- [EXERCISE BRIEF]: Nothing below is to be printed except the lines between the line holding "repository c4eae40ca8783cc5" and the line holding "backend reported them.", inclusive, each exactly as it appears.

Dataset entries
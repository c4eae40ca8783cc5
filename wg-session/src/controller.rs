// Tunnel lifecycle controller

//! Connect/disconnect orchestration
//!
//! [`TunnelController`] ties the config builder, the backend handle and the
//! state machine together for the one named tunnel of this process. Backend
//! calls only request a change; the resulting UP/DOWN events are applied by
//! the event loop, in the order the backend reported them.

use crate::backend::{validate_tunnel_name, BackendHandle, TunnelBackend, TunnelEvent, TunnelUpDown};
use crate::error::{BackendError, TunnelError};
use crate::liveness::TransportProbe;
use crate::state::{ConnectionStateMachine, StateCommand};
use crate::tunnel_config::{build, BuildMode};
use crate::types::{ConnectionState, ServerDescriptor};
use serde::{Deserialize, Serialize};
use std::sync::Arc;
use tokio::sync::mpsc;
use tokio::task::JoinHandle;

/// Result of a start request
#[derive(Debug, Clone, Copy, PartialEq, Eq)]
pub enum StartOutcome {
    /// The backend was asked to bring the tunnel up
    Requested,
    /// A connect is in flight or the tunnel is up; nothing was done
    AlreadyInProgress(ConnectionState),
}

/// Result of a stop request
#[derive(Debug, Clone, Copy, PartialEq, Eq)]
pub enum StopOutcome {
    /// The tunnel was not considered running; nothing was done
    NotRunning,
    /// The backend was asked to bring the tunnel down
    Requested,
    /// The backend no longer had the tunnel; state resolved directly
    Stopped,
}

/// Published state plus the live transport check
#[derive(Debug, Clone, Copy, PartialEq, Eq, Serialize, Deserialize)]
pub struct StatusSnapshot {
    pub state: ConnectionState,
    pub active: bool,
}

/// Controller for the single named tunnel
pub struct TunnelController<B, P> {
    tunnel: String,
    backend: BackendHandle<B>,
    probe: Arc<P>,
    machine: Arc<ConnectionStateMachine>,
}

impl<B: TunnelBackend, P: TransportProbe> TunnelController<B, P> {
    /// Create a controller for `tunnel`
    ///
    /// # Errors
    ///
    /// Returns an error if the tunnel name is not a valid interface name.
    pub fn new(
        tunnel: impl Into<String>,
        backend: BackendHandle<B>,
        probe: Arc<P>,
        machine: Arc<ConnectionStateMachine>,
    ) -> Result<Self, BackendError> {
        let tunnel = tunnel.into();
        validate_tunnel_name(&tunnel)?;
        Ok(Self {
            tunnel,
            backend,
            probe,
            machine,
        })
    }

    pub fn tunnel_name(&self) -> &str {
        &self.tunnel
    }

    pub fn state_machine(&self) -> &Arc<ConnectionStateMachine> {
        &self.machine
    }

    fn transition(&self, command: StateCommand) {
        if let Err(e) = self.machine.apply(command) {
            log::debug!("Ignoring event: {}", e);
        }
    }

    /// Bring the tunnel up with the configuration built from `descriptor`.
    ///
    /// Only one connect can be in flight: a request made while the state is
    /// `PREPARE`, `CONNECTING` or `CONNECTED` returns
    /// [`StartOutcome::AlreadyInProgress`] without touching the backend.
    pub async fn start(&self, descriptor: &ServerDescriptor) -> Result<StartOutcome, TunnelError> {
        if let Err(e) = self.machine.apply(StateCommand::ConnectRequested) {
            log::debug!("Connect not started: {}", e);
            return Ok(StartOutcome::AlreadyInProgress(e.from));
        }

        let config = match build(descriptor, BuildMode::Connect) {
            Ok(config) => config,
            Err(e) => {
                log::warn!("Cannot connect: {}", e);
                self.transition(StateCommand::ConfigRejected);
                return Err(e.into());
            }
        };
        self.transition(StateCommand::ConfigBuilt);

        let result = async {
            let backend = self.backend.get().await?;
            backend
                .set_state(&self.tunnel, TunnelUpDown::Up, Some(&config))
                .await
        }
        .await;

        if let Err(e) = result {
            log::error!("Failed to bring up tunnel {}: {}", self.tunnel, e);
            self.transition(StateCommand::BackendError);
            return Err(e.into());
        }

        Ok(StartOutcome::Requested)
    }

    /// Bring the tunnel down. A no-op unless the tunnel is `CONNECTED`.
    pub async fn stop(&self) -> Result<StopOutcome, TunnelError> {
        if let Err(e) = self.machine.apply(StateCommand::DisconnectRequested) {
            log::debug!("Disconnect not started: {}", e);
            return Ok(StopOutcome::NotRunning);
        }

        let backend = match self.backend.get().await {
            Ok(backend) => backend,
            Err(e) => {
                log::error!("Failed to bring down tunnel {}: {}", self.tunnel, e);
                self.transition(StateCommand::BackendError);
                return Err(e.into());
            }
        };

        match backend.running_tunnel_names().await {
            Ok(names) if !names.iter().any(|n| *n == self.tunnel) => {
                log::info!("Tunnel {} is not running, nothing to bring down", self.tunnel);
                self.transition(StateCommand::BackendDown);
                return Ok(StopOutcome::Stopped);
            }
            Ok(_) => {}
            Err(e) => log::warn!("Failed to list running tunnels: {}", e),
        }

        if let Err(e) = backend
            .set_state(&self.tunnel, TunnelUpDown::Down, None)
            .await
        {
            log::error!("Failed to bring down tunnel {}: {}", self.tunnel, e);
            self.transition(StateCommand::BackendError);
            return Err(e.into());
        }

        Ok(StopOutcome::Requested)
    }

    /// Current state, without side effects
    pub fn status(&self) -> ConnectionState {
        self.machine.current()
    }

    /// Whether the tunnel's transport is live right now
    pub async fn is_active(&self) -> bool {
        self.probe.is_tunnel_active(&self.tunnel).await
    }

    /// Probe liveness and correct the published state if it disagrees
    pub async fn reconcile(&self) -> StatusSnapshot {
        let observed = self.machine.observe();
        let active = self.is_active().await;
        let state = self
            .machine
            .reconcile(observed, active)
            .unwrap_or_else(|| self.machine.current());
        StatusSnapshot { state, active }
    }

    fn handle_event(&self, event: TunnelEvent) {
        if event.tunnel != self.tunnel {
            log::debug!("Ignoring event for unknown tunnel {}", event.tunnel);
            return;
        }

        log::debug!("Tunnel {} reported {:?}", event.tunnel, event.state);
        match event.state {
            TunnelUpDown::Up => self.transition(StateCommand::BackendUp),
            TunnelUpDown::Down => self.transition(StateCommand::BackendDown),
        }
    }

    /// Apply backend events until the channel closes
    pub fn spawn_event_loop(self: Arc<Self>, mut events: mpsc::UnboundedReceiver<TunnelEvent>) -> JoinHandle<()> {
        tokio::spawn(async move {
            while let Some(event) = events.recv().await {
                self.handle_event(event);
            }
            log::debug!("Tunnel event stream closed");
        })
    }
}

==

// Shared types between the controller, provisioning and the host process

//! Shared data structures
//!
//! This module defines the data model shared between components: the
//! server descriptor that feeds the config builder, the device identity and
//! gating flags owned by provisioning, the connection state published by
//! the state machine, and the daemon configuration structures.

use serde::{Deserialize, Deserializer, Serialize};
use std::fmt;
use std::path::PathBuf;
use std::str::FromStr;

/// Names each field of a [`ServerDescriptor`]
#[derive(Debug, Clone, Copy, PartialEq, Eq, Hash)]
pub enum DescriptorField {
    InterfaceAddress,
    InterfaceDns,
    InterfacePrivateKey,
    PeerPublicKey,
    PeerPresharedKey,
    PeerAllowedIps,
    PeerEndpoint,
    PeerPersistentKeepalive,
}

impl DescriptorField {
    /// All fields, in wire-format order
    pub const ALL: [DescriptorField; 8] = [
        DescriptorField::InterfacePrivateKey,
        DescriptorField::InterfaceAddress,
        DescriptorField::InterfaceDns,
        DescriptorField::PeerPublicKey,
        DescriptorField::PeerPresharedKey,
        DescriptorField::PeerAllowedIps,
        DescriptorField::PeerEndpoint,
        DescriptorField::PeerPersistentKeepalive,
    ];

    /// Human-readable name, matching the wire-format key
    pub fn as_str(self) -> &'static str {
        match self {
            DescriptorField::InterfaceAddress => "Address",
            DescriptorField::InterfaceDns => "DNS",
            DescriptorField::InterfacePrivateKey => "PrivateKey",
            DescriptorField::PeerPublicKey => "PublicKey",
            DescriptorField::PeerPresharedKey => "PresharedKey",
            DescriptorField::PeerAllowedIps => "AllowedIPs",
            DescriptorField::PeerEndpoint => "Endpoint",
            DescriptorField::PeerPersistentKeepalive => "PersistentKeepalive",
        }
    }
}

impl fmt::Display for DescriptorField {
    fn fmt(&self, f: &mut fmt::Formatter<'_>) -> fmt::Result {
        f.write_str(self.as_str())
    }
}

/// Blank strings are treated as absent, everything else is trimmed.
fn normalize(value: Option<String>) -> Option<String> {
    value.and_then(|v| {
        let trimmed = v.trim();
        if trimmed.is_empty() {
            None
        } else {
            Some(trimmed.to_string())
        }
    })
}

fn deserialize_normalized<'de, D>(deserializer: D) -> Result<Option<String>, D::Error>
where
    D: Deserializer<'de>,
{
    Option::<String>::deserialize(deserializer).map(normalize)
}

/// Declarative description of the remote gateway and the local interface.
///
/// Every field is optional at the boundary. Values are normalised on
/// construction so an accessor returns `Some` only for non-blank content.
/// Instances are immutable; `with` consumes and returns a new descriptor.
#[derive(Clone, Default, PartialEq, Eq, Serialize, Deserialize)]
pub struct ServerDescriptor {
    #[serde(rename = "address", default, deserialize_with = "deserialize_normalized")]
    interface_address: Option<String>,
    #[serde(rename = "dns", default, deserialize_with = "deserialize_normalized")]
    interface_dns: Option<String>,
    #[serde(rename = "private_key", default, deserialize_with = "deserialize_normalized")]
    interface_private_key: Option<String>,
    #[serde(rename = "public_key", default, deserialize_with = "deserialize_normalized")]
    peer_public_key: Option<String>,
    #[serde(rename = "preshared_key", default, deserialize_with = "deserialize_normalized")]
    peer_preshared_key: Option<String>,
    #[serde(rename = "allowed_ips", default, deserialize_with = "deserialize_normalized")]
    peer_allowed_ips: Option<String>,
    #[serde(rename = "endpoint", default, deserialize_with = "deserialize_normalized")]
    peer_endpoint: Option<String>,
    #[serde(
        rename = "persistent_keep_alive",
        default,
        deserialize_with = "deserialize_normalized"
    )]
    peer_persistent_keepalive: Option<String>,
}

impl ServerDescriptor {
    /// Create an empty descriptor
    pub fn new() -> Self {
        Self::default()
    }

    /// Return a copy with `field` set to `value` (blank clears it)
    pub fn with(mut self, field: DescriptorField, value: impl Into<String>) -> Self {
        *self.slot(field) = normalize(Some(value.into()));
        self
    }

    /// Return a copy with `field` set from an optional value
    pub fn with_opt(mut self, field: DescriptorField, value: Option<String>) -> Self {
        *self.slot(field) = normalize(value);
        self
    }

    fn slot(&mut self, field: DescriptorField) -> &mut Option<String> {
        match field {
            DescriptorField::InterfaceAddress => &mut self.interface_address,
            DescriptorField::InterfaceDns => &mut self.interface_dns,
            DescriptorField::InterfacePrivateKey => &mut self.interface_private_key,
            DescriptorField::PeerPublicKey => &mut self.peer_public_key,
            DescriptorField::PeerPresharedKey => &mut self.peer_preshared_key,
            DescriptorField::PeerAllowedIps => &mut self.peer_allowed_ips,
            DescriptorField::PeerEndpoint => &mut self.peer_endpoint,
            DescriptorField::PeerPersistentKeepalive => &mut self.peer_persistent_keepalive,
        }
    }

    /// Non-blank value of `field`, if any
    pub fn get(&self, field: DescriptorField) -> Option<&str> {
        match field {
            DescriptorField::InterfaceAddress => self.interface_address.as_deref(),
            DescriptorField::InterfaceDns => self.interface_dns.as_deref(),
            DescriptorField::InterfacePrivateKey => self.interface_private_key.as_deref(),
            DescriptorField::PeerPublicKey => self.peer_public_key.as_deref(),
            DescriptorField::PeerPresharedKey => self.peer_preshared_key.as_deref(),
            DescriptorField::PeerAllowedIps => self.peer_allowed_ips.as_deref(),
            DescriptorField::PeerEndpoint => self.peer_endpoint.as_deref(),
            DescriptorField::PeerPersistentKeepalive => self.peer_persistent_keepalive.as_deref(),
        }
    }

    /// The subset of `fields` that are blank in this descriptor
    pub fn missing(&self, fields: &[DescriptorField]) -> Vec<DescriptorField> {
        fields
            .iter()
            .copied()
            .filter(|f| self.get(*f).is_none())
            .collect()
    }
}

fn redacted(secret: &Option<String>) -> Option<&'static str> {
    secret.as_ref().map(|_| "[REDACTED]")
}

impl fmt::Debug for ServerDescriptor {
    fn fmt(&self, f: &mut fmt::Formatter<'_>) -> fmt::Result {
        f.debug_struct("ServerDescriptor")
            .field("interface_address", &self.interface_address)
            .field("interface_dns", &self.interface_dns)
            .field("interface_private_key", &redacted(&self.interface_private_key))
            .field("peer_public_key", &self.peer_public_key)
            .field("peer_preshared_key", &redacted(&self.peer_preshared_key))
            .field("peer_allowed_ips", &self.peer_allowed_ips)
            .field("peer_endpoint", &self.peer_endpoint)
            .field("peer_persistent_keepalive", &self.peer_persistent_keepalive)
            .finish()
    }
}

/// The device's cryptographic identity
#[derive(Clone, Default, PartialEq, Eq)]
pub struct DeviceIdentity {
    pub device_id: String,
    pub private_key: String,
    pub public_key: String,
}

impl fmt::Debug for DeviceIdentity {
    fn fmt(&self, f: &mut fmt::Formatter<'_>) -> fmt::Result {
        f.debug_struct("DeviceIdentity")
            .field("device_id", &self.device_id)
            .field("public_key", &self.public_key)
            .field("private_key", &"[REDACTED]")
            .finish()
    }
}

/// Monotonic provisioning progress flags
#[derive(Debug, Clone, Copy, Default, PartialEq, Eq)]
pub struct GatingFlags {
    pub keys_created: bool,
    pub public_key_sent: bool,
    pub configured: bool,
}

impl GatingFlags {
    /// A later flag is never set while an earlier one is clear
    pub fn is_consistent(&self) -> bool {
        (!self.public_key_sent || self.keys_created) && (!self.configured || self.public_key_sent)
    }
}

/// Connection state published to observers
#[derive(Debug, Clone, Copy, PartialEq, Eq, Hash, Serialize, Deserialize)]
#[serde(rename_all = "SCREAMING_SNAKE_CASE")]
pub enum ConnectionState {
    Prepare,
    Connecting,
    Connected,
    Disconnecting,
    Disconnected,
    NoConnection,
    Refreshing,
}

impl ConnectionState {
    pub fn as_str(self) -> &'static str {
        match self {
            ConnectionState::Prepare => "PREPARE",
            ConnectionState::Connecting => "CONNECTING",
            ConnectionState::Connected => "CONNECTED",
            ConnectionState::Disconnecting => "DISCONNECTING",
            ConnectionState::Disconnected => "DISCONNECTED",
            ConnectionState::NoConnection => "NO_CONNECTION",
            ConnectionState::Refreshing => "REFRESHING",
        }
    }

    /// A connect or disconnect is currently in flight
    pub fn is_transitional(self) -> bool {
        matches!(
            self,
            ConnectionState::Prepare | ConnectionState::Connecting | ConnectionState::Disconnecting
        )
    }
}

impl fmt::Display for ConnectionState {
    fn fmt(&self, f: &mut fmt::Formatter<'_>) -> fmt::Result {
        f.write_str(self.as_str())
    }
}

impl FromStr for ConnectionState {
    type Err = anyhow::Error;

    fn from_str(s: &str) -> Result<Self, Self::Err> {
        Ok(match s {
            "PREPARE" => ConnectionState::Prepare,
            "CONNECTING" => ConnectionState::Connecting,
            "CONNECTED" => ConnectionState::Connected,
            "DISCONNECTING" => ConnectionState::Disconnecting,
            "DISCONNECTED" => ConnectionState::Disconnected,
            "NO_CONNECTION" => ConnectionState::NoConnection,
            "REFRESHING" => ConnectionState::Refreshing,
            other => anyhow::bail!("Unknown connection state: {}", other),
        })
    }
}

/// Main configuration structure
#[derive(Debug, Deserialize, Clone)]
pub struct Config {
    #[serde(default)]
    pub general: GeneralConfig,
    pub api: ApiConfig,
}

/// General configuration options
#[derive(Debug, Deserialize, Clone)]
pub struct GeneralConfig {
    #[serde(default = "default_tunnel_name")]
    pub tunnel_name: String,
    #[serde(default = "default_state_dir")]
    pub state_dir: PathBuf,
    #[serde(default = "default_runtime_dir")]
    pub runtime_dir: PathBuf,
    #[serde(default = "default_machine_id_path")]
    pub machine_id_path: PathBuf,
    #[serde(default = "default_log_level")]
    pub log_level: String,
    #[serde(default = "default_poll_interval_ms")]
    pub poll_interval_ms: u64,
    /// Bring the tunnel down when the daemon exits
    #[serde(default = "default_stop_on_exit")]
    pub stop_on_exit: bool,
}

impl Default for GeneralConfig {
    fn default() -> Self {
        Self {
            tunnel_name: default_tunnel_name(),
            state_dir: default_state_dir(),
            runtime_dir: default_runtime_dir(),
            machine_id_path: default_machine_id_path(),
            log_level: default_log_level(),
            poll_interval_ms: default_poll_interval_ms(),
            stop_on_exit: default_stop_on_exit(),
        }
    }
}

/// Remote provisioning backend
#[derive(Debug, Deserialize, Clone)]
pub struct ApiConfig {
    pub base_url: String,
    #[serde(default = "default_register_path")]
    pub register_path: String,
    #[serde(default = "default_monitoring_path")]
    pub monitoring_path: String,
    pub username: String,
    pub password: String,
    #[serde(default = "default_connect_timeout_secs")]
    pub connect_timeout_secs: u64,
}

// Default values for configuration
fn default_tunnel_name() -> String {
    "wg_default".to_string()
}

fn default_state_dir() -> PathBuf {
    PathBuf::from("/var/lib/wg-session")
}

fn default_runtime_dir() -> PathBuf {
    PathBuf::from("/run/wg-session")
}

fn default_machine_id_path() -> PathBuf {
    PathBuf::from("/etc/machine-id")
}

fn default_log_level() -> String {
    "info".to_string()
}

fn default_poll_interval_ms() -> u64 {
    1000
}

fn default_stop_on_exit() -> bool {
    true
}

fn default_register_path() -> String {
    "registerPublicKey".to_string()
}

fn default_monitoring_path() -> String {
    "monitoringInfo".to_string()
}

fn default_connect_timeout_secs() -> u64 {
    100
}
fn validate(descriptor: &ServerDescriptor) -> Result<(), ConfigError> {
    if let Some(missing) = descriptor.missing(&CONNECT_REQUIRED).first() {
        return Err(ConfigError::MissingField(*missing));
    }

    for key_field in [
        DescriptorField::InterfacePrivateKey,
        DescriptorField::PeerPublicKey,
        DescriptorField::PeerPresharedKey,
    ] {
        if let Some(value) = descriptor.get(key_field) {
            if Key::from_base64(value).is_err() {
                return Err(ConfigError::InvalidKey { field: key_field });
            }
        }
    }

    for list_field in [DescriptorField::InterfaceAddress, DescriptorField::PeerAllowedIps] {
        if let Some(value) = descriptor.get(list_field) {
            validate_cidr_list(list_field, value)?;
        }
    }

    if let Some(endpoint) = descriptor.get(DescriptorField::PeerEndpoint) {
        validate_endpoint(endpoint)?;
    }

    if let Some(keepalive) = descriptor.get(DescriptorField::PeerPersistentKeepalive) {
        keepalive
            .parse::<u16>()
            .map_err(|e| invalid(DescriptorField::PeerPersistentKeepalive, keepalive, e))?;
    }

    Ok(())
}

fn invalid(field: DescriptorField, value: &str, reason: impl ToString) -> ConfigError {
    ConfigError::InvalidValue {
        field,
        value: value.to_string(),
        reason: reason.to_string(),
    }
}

- [SOLVED EXERCISE]:
repository c4eae40ca8783cc5
filename wg-session/src/controller.rs
// Tunnel lifecycle controller

//! Connect/disconnect orchestration
//!
//! [`TunnelController`] ties the config builder, the backend handle and the
//! state machine together for the one named tunnel of this process. Backend
//! calls only request a change; the resulting UP/DOWN events are applied by
//! the event loop, in the order the backend reported them.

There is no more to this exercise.